Biodiesel is an environmentally friendly alternative to petroleum diesel. It is biodegradable, nontoxic and has lower greenhouse gas emission profiles compared to petroleum diesel. Polyurethane (PU) products such as PU foams and PU coatings are widely used in many aspects of our life. Traditionally, the PU industry is heavily petroleum dependent because both the feedstocks - isocyanates and polyols - are petrochemical products. Bio-based PU products became a very promising research field due to concerns about the environment and the depletion of petroleum resources.
Waste cooking oil (WCO), which is abundantly available and about 2 or 3 times cheaper than virgin vegetable oil, is considered a good source for production of biodiesel. Also, post-consumer PET bottles contribute a large volume fraction in the solid waste stream and their non-biodegradability has caused concern. In this study, a sustainable process of value-added utilization of wastes, specifically WCO and post-consumer PET bottles for the production of biodiesel and PU foams, respectively, was developed. WCO collected from campus cafeteria was firstly converted into biodiesel, which can be used as vehicle fuel. Then crude glycerol (CG), a byproduct of the above biodiesel process, was incorporated into the glycolysis process of post-consumer PET bottles collected from campus to produce polyols. Thirdly, PU foams were synthesized through the reaction of the above produced polyols with isocyanate in the presence of catalysts and other additives. The characterization of the produced biodiesel demonstrated that its properties meet the specification of the biodiesel standard.

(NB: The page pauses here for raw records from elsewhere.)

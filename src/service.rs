//! Service facade
//!
//! `UsenetFs` wires the store, the multi-server client, the event bus, the
//! reader, and the queue manager together, and exposes the surfaces the
//! WebDAV and download-manager adapters consume. Cloneable; all fields are
//! Arc-backed.

use std::sync::Arc;
use std::sync::atomic::{AtomicBool, Ordering};

use chrono::Utc;
use tokio_util::sync::CancellationToken;

use crate::config::{Config, ServerConfig};
use crate::error::{Error, Result};
use crate::events::{Event, EventBus, Subscription, Topic};
use crate::nntp::{CircuitState, MultiServerClient, NntpConnection, SegmentFetcher};
use crate::pipeline::JobContext;
use crate::queue::QueueManager;
use crate::reader::VirtualFileReader;
use crate::store::Store;
use crate::types::{
    HistoryItem, ItemId, JobId, JobStatus, PostProcessing, Priority, QueueItem, ServerHealth,
    VirtualItem,
};
use crate::utils;

/// The Usenet-backed virtual filesystem service
#[derive(Clone)]
pub struct UsenetFs {
    config: Arc<Config>,
    store: Store,
    client: Arc<MultiServerClient>,
    events: Arc<EventBus>,
    reader: VirtualFileReader,
    queue: Arc<QueueManager>,
    accepting_new: Arc<AtomicBool>,
}

impl UsenetFs {
    /// Validate the configuration, open the store, and wire the components
    pub async fn new(config: Config) -> Result<Self> {
        config.validate()?;
        let config = Arc::new(config);

        let store = Store::open(&config.persistence.database_path).await?;
        let events = EventBus::new();
        let client = Arc::new(
            MultiServerClient::new(&config.servers, &config.client)
                .with_events(Arc::clone(&events)),
        );
        let fetcher: Arc<dyn SegmentFetcher> = client.clone();
        let reader = VirtualFileReader::new(store.clone(), Arc::clone(&fetcher));

        let queue = QueueManager::new(JobContext {
            store: store.clone(),
            fetcher,
            events: Arc::clone(&events),
            config: Arc::clone(&config),
        });

        tracing::info!(
            servers = config.servers.len(),
            database = %config.persistence.database_path.display(),
            "usenet-fs initialized"
        );

        Ok(Self {
            config,
            store,
            client,
            events,
            reader,
            queue,
            accepting_new: Arc::new(AtomicBool::new(true)),
        })
    }

    /// Start the queue worker
    pub fn start(&self) {
        self.queue.start();
    }

    /// Stop accepting jobs, cancel the worker, and wait for it to unwind
    pub async fn shutdown(&self) {
        self.accepting_new.store(false, Ordering::SeqCst);
        self.queue.shutdown().await;
    }

    // ----- job ingress -----

    /// Parse and enqueue an NZB; returns the new job's id
    pub async fn enqueue(
        &self,
        nzb_bytes: &[u8],
        filename: &str,
        category: &str,
        priority: Priority,
        post_processing: PostProcessing,
    ) -> Result<JobId> {
        if !self.accepting_new.load(Ordering::SeqCst) {
            return Err(Error::ShuttingDown);
        }

        let contents = std::str::from_utf8(nzb_bytes)
            .map_err(|e| Error::InvalidNzb(format!("NZB is not valid UTF-8: {e}")))?;
        let nzb = nzb_rs::Nzb::parse(contents)
            .map_err(|e| Error::InvalidNzb(format!("failed to parse NZB: {e}")))?;
        if nzb.files.iter().all(|f| f.segments.is_empty()) {
            return Err(Error::InvalidNzb("NZB contains no segments".into()));
        }

        let total_segment_bytes: u64 = nzb
            .files
            .iter()
            .flat_map(|f| f.segments.iter())
            .map(|s| s.size as u64)
            .sum();

        let job_name = nzb
            .meta
            .title
            .clone()
            .unwrap_or_else(|| filename.strip_suffix(".nzb").unwrap_or(filename).to_string());
        let job_name = utils::sanitize_name(&job_name);

        let item = QueueItem {
            id: JobId::new(),
            file_name: filename.to_string(),
            job_name,
            category: utils::sanitize_name(category),
            nzb_contents: contents.to_string(),
            priority,
            pause_until: None,
            total_segment_bytes,
            post_processing,
            created_at: Utc::now(),
        };
        self.store.insert_queue_item(&item).await?;

        tracing::info!(
            id = %item.id,
            job = %item.job_name,
            bytes = item.total_segment_bytes,
            "job enqueued"
        );
        self.events.publish(Event::QueueAdded {
            item: Box::new(item.clone()),
        });
        Ok(item.id)
    }

    /// Remove queued jobs, cancelling the in-flight one when included
    pub async fn remove_queue_items(&self, ids: &[JobId]) -> Result<u64> {
        self.queue.remove_items(ids).await
    }

    /// Queue listing in dispatch order
    pub async fn list_queue(&self) -> Result<Vec<QueueItem>> {
        self.store.list_queue().await
    }

    /// History listing, newest first
    ///
    /// The window is capped at the configured SAB-compatible limit unless
    /// `ignore_sab_history_limit` is set.
    pub async fn list_history(
        &self,
        status_filter: Option<JobStatus>,
        offset: usize,
        limit: usize,
    ) -> Result<Vec<HistoryItem>> {
        let limit = if self.config.persistence.ignore_sab_history_limit {
            limit
        } else {
            limit.min(self.config.persistence.history_limit)
        };
        self.store.list_history(status_filter, offset, limit).await
    }

    /// The job currently being processed and its progress percent
    pub fn get_in_progress(&self) -> Option<(QueueItem, u16)> {
        self.queue.in_progress()
    }

    // ----- read path (WebDAV adapter surface) -----

    /// Find a child item by name
    pub async fn lookup(&self, parent_id: ItemId, name: &str) -> Result<Option<VirtualItem>> {
        self.store.lookup(parent_id, name).await
    }

    /// List a directory
    pub async fn children(&self, parent_id: ItemId) -> Result<Vec<VirtualItem>> {
        self.store.children(parent_id).await
    }

    /// Fetch an item by id
    pub async fn item(&self, id: ItemId) -> Result<Option<VirtualItem>> {
        self.store.item(id).await
    }

    /// Virtual path of an item
    pub async fn item_path(&self, id: ItemId) -> Result<String> {
        self.store.item_path(id).await
    }

    /// Well-known root folder ids
    pub fn roots(&self) -> crate::store::Roots {
        self.store.roots()
    }

    /// Read a byte range out of a virtual file
    pub async fn read_range(
        &self,
        id: ItemId,
        offset: u64,
        length: u64,
        cancel: &CancellationToken,
    ) -> Result<Vec<u8>> {
        self.reader.read_range(id, offset, length, cancel).await
    }

    // ----- download keys -----

    /// Compute the download key for a virtual path
    pub fn download_key(&self, path: &str) -> String {
        utils::download_key(path, &self.config.security)
    }

    /// Verify a presented download key; mismatch is `Unauthorized`
    pub fn verify_download_key(&self, path: &str, presented: &str) -> Result<()> {
        if utils::verify_download_key(path, presented, &self.config.security) {
            Ok(())
        } else {
            Err(Error::Unauthorized(format!(
                "download key rejected for '{path}'"
            )))
        }
    }

    // ----- server surface -----

    /// Snapshot of every server's configuration
    pub fn server_configs(&self) -> Vec<ServerConfig> {
        self.client.server_configs()
    }

    /// Snapshot of every server's health record
    pub fn server_health_stats(&self) -> Vec<ServerHealth> {
        self.client.health_stats()
    }

    /// Circuit state per server id
    pub fn circuit_states(&self) -> Vec<(String, CircuitState)> {
        self.client.circuit_states()
    }

    /// Connect and authenticate against one configured server, reporting
    /// the round-trip latency
    pub async fn test_server(&self, server_id: &str) -> Result<std::time::Duration> {
        let server = self
            .config
            .servers
            .iter()
            .find(|s| s.id == server_id)
            .ok_or_else(|| Error::NotFound(format!("server '{server_id}'")))?;
        let started = std::time::Instant::now();
        let mut conn = NntpConnection::connect(server, &self.config.client).await?;
        let latency = started.elapsed();
        conn.quit().await;
        Ok(latency)
    }

    // ----- events -----

    /// Subscribe to one topic; state topics replay their last message
    pub fn subscribe(&self, topic: Topic) -> Subscription {
        self.events.subscribe(topic)
    }

    /// The bus itself, for adapters that fan out to many subscribers
    pub fn events(&self) -> Arc<EventBus> {
        Arc::clone(&self.events)
    }
}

The effect of CG loading on the properties of polyols and PU foams were investigated. With the increase of CG loading from 0% -15%, the hydroxyl value increased from 478 mg KOH/g to 592 mg KOH/g. This is most likely due to the high hydroxyl value of glycerol (1829 mg KOH/g). The PU foams produced showed density of 46.03-47.66 kg/m3 and compressive strength of 235.9 to 299.9 kPa, which are comparable to some petroleum-based analogs. A mass balance and a cost analysis for the conversion of WCO and waste PET into biodiesel and PU foams indicate potential economic viability of the developed process.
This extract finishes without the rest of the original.